> _What the task requires_: Each line containing the word "FileStore" must be copied from the material below.

> _Dataset extract_:
::::

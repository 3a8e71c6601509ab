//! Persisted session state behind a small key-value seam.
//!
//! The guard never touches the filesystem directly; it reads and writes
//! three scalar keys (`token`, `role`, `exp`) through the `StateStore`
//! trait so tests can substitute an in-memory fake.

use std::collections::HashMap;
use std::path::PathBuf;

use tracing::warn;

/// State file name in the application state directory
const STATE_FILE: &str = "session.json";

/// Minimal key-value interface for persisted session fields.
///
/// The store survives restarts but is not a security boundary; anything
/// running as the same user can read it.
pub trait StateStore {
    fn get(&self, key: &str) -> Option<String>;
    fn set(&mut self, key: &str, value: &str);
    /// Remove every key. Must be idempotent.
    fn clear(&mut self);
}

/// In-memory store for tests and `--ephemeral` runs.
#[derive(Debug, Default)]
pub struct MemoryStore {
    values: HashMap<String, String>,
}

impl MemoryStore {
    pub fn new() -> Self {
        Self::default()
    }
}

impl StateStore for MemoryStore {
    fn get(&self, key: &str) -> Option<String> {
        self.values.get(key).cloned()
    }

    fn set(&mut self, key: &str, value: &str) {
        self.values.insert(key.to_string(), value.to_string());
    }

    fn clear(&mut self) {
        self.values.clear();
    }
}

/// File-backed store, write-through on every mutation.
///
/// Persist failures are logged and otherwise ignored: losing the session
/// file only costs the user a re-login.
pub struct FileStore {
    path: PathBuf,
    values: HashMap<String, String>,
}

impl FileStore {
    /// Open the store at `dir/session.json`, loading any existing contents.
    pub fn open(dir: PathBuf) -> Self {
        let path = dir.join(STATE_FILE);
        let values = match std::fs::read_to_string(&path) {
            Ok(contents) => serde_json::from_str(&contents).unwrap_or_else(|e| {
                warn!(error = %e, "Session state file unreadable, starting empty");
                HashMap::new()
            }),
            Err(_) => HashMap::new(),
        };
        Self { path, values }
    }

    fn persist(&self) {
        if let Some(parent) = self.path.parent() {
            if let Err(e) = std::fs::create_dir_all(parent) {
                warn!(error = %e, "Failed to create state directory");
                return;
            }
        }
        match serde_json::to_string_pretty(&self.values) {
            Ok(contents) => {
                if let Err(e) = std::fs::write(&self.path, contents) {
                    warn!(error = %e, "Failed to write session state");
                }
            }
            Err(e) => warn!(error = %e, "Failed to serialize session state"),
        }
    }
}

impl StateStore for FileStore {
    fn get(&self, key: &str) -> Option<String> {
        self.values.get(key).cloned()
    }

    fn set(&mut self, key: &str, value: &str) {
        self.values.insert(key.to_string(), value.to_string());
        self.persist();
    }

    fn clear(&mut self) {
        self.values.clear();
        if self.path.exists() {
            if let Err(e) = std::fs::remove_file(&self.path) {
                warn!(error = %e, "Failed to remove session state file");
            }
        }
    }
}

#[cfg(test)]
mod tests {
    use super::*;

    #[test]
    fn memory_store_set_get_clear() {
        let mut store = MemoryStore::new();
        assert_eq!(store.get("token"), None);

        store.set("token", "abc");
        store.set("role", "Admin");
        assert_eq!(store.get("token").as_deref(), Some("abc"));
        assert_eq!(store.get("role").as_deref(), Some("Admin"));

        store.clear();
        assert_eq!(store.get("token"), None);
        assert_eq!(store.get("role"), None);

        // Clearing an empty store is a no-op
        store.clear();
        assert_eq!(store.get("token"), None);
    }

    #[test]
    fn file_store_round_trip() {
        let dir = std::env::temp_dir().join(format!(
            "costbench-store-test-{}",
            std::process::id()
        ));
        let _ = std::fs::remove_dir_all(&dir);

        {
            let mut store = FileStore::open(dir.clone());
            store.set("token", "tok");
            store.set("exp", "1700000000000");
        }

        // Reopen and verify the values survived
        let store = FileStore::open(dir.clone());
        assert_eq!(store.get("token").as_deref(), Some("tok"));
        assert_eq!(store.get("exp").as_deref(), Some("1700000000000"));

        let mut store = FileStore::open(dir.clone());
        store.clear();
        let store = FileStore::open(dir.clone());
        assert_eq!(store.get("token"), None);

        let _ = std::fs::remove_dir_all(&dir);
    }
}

::::

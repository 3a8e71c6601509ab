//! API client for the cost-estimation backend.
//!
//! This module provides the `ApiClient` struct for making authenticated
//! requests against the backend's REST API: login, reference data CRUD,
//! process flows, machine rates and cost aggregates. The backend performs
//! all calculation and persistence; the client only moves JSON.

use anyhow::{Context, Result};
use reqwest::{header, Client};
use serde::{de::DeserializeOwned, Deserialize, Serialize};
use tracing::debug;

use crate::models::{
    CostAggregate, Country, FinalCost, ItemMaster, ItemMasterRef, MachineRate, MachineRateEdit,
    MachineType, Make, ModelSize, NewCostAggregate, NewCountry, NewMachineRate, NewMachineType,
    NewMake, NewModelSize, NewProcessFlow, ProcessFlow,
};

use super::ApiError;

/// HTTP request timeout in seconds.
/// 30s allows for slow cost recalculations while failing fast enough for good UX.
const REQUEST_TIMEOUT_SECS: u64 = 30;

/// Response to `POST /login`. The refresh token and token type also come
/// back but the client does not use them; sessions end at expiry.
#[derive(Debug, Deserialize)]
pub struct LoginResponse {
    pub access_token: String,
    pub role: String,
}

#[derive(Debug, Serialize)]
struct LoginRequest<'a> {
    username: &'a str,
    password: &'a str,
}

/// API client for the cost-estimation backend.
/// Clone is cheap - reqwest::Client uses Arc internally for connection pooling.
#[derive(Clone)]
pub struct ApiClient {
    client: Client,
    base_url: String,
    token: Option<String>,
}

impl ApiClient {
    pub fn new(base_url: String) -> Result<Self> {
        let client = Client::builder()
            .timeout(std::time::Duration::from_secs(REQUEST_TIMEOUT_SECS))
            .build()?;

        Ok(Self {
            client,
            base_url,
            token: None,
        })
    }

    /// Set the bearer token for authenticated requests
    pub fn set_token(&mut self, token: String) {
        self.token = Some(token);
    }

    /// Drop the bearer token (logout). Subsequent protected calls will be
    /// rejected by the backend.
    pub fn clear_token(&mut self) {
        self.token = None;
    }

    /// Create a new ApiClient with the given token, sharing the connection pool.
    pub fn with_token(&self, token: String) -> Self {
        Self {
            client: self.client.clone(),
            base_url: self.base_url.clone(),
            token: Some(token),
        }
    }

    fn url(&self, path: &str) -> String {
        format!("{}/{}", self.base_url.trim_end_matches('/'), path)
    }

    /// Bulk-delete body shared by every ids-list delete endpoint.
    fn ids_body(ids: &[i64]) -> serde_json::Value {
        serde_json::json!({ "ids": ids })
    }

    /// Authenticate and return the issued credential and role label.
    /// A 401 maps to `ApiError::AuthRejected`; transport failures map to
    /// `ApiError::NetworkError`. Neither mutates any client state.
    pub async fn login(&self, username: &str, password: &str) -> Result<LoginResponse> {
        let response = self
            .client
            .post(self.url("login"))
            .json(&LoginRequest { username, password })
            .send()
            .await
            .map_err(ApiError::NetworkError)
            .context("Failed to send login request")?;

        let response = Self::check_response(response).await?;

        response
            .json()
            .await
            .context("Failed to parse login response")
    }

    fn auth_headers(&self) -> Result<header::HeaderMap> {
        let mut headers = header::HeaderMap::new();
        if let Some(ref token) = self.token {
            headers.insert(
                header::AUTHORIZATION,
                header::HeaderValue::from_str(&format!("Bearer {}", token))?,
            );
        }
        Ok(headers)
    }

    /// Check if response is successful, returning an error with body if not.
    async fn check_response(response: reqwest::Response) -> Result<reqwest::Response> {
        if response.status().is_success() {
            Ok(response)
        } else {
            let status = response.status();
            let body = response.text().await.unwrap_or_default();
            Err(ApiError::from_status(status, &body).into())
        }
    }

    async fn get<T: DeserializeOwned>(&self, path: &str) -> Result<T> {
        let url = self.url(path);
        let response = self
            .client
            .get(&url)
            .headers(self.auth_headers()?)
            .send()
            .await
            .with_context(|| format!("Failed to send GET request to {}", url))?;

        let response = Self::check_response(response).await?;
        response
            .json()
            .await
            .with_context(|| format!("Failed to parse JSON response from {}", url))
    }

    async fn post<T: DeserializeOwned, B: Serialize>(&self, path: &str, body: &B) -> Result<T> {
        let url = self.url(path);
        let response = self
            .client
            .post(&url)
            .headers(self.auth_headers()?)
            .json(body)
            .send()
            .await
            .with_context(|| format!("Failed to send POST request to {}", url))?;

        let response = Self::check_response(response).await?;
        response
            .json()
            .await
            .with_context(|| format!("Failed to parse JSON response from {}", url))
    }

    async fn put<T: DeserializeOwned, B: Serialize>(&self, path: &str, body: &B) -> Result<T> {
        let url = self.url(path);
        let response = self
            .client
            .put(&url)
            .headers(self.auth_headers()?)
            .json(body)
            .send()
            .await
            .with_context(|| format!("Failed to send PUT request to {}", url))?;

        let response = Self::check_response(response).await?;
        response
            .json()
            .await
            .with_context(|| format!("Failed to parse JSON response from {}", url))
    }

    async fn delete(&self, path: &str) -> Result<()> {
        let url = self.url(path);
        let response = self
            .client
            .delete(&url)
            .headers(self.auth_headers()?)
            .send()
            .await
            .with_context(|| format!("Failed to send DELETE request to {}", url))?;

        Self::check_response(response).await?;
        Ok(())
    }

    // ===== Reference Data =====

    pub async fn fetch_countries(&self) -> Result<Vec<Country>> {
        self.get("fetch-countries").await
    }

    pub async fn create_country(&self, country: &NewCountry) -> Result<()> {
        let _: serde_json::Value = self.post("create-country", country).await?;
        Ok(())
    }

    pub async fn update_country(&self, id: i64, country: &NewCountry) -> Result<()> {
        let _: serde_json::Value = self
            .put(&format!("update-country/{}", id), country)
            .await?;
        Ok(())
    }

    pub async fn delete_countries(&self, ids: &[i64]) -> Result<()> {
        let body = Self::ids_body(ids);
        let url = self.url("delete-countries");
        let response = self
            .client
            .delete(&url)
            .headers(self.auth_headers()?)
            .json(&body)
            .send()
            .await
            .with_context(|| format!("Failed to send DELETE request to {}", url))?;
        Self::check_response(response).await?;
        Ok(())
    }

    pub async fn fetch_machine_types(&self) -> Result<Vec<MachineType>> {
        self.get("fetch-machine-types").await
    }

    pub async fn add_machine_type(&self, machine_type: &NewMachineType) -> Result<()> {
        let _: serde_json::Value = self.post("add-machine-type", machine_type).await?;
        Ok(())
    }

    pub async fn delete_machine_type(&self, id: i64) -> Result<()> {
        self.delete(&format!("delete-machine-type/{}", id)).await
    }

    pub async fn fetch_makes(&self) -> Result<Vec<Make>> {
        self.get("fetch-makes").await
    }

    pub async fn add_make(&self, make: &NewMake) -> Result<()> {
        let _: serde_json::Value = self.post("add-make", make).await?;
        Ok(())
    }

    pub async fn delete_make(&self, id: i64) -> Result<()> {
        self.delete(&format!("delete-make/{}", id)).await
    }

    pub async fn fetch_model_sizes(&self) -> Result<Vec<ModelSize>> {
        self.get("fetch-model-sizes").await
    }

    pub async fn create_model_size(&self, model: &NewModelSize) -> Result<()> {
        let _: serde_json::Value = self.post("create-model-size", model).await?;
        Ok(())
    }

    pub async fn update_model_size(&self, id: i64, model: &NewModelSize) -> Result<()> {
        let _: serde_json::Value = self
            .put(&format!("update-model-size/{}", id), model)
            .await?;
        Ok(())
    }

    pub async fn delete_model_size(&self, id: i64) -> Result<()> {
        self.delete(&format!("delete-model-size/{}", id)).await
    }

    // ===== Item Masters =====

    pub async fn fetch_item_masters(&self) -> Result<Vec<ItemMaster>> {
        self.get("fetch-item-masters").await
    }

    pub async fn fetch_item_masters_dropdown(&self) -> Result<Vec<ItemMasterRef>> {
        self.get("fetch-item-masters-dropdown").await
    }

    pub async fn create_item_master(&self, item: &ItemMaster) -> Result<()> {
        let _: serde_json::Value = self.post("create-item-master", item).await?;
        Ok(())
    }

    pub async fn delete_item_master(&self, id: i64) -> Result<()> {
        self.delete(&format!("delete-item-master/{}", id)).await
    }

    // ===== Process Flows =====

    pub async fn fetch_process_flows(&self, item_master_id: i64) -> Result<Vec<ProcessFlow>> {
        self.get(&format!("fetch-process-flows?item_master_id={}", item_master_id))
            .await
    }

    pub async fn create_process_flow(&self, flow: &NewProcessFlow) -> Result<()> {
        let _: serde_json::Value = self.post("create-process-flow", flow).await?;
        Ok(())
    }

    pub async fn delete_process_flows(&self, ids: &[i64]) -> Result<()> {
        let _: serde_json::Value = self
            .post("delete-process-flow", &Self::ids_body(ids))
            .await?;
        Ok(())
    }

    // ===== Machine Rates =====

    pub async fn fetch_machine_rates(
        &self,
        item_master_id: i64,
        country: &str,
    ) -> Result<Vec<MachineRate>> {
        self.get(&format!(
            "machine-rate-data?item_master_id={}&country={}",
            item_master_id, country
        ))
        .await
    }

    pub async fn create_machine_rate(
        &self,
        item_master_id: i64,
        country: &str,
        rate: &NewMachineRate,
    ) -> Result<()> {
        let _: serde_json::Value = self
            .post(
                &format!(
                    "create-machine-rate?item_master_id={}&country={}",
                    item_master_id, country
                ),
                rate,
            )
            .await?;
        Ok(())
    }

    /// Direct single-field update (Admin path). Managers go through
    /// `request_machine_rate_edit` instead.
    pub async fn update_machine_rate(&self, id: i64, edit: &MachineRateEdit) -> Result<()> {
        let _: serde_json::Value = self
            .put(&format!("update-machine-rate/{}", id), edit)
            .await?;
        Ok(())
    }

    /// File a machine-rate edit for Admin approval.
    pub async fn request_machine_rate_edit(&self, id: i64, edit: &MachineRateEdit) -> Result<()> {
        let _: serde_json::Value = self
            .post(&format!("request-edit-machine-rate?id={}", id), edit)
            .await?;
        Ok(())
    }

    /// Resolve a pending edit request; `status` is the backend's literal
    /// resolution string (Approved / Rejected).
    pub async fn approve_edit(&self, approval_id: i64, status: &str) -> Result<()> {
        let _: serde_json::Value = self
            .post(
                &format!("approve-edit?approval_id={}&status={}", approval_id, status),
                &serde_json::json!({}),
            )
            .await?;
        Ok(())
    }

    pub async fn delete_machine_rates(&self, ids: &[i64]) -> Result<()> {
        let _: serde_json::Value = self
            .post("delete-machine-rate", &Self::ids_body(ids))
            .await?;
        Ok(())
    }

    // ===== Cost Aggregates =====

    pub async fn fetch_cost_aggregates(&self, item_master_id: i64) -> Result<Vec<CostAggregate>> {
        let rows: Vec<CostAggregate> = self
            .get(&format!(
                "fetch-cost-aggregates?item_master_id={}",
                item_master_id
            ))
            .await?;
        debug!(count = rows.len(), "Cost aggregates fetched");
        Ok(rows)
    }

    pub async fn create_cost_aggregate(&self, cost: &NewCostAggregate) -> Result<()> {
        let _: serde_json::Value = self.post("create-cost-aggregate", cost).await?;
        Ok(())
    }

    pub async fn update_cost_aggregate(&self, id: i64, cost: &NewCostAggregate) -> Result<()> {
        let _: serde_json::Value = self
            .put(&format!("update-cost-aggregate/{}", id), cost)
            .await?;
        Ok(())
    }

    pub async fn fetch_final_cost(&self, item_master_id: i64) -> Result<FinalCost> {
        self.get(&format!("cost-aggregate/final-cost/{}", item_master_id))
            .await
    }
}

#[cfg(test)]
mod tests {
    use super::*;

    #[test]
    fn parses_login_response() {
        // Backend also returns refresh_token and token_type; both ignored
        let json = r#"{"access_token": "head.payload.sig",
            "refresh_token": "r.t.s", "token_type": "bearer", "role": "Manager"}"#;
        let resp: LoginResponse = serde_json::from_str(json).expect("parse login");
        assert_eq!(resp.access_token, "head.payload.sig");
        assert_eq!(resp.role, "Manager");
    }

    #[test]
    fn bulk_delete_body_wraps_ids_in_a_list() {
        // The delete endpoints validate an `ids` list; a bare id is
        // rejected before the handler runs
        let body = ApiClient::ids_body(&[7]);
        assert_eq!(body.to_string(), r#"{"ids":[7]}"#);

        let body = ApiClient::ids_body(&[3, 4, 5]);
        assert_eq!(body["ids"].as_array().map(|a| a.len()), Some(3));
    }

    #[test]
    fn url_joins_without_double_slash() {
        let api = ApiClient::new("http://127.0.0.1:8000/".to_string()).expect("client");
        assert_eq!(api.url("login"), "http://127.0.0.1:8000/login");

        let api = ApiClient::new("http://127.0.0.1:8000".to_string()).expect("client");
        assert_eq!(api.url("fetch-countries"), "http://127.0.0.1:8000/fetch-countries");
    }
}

::::

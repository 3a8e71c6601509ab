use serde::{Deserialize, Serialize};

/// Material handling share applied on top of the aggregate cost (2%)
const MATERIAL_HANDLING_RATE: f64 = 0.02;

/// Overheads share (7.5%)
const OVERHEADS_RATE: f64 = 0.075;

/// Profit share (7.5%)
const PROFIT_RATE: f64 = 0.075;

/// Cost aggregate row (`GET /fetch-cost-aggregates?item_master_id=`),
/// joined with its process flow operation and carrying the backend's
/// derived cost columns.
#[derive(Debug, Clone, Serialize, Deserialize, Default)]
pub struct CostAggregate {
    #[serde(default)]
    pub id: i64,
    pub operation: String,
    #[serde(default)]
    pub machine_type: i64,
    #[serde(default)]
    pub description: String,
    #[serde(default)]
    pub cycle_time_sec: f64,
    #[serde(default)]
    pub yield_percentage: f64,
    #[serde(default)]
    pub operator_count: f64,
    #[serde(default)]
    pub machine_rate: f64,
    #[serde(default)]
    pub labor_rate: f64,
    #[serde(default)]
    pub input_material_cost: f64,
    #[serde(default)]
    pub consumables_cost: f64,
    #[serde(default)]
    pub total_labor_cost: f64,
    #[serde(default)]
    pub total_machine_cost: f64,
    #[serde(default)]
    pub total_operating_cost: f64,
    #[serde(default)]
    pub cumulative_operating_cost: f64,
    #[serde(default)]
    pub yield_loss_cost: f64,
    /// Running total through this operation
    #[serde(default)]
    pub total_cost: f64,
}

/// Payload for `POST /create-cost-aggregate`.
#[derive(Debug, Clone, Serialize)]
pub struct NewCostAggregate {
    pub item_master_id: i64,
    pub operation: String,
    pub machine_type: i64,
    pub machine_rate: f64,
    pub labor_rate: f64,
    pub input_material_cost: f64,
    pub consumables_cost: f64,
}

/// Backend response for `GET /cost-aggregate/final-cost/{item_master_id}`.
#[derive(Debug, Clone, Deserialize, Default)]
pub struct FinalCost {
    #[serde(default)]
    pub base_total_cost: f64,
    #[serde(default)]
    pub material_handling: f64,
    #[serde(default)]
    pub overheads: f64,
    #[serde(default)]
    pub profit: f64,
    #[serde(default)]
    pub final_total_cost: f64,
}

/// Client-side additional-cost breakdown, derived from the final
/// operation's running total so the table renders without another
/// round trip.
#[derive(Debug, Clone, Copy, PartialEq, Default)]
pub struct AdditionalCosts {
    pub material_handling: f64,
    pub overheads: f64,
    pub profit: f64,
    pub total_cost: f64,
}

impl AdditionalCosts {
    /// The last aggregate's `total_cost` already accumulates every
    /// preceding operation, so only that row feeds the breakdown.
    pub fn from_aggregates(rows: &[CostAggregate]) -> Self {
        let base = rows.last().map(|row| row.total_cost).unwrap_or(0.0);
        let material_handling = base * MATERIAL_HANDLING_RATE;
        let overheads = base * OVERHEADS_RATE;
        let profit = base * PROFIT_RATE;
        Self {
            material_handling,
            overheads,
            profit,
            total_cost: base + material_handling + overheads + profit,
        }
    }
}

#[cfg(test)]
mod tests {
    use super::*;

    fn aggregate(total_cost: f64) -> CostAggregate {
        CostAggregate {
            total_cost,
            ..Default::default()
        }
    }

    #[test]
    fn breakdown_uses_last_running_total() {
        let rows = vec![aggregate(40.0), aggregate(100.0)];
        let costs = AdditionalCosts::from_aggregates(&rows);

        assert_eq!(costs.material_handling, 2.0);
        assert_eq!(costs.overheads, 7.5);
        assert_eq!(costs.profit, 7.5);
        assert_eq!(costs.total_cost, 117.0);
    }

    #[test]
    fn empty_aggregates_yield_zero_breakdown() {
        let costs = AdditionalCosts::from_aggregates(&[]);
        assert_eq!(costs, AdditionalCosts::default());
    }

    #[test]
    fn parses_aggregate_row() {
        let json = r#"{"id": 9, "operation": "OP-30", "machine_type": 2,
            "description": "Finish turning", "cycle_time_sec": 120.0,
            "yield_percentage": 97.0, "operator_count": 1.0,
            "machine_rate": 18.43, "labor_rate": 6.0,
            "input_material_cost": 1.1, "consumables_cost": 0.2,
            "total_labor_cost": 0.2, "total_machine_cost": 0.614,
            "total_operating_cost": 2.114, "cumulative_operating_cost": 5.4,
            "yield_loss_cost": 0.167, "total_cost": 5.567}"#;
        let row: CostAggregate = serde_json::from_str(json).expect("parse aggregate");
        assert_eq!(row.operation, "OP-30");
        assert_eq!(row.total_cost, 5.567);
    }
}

::::

> _Answer_:
pub struct FileStore {
impl FileStore {
impl StateStore for FileStore {
            let mut store = FileStore::open(dir.clone());
        let store = FileStore::open(dir.clone());
        let mut store = FileStore::open(dir.clone());
        let store = FileStore::open(dir.clone());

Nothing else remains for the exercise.